David Miller April 30, 2010, 6:39 a.m. UTC | #1
From: Tom Herbert <therbert@google.com>
Date: Thu, 29 Apr 2010 23:07:54 -0700 (PDT)

> Implement SO_TIMESTAMP{NS} for TCP.  When this socket option is enabled
> on a TCP socket, a timestamp for received data can be returned in the
> ancillary data of a recvmsg with control message type SCM_TIMESTAMP{NS}.
> The timestamp chosen is that of the skb most recently received from
> which data was copied.  This is useful in debugging and timing
> network operations.
> 
> Signed-off-by: Tom Herbert <therbert@google.com>

That's not what you're implementing here.

You're only updating the socket timestamp if the SKB passed into
the update function has a more recent timestamp.

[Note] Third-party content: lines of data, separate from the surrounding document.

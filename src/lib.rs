pub mod api;
pub mod auth;
pub mod cleanup;
pub mod cli;
pub mod client;
pub mod db;
pub mod jwt;
pub mod password;
pub mod rate_limit;

use api::create_api_router;
use axum::Router;
use db::Database;
use jwt::JwtConfig;
use rate_limit::RateLimitConfig;
use std::net::SocketAddr;
use std::sync::Arc;
use tokio::net::TcpListener;

pub struct ServerConfig {
    /// Database connection (cloneable, uses connection pool internally)
    pub db: Database,
    /// JWT secret for signing tokens
    pub jwt_secret: Vec<u8>,
    /// Whether to set Secure flag on cookies (should be true in production with HTTPS)
    pub secure_cookies: bool,
    /// Trust `X-Forwarded-For` for client IPs (only behind a reverse proxy)
    pub trust_proxy: bool,
}

/// Create the application router with the given configuration.
pub fn create_app(config: &ServerConfig) -> Router {
    let jwt = Arc::new(JwtConfig::new(&config.jwt_secret));

    let api_router = create_api_router(
        config.db.clone(),
        jwt,
        config.secure_cookies,
        RateLimitConfig::new(config.trust_proxy),
    );

    Router::new().nest("/api", api_router)
}

/// Run cleanup tasks and spawn background scheduler.
/// Call this before starting the server.
pub async fn init_cleanup(db: &Database) {
    cleanup::run_cleanup(db).await;
    cleanup::spawn_cleanup_scheduler(db.clone());
}

/// Run the server on the given listener. This function blocks until the server exits.
/// Call `init_cleanup` before this to run cleanup on startup.
pub async fn run_server(config: ServerConfig, listener: TcpListener) -> Result<(), std::io::Error> {
    let app = create_app(&config);
    let make_service = app.into_make_service_with_connect_info::<SocketAddr>();
    axum::serve(listener, make_service).await
}

/// Start the server on 127.0.0.1 in a background task. Use port 0 to let the OS choose a port.
/// Returns the actual address the server is listening on.
pub async fn start_server(
    config: ServerConfig,
    port: u16,
) -> Result<(tokio::task::JoinHandle<()>, SocketAddr), std::io::Error> {
    init_cleanup(&config.db).await;

    let listener = TcpListener::bind(("127.0.0.1", port)).await?;
    let local_addr = listener.local_addr()?;

    let handle = tokio::spawn(async move {
        if let Err(e) = run_server(config, listener).await {
            tracing::error!(error = %e, "Server error");
        }
    });

    Ok((handle, local_addr))
}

There is nothing that says the timestamps have to be increasing and
with retransmits and such if it were me I would want to see the real
timestamp even if it was earlier than the most recently reported
timestamp.

I don't know, I really don't like this feature at all.  SO_TIMESTAMP
is really meant for datagram oriented sockets, where there is a
clearly defined "packet" whose timestamp you get.  A TCP receive can
involve hundreds of tiny packets so the timestamp can lack any
meaning.

All these new checks and branches for a feature of questionable value.
If you can modify you apps to grab this information you can also probe
for the information using external probing tools.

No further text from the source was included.